- Exercise data
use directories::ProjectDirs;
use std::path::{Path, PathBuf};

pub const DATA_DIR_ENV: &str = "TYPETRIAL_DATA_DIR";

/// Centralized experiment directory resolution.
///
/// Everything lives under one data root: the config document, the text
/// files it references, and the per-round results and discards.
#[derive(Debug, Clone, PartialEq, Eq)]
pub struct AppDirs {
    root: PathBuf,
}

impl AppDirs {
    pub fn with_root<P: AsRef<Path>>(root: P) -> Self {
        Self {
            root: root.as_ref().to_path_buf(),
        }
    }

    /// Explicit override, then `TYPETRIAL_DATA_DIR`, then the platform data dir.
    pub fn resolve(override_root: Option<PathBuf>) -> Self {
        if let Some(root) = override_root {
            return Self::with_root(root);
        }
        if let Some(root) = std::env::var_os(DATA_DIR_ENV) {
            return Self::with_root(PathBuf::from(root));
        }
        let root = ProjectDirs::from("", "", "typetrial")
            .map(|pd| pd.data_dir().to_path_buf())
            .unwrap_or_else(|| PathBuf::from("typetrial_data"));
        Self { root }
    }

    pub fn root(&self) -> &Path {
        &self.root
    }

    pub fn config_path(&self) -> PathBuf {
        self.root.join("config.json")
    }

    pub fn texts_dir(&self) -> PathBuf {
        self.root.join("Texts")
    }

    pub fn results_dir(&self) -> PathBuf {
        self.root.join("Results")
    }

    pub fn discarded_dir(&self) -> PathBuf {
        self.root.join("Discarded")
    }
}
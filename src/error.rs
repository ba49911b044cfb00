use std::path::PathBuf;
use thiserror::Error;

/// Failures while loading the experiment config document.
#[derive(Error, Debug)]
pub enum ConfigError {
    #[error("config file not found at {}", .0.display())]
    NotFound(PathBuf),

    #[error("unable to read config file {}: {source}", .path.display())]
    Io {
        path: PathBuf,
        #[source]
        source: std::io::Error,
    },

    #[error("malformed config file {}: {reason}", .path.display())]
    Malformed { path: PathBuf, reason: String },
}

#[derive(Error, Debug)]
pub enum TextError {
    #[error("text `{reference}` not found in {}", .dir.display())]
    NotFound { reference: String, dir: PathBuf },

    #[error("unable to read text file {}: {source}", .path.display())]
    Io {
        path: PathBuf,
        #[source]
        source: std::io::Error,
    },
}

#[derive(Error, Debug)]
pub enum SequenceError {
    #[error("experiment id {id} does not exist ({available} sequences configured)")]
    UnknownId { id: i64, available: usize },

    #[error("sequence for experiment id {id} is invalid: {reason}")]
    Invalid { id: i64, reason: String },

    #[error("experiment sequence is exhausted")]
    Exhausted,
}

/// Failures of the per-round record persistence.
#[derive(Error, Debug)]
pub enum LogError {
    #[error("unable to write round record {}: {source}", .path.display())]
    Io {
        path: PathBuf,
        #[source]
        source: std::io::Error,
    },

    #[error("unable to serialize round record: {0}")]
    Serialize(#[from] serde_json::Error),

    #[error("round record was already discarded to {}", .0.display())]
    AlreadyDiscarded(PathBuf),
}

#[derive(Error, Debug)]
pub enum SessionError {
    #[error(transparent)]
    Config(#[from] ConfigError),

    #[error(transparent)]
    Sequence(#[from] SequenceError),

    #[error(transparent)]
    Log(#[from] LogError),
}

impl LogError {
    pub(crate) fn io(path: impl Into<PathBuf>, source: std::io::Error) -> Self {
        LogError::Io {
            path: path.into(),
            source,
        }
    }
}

- Task to complete
Only lines containing the string "SequenceError" are needed. Pull each of them out of the records above.

- Response area
pub enum SequenceError {
    Sequence(#[from] SequenceError),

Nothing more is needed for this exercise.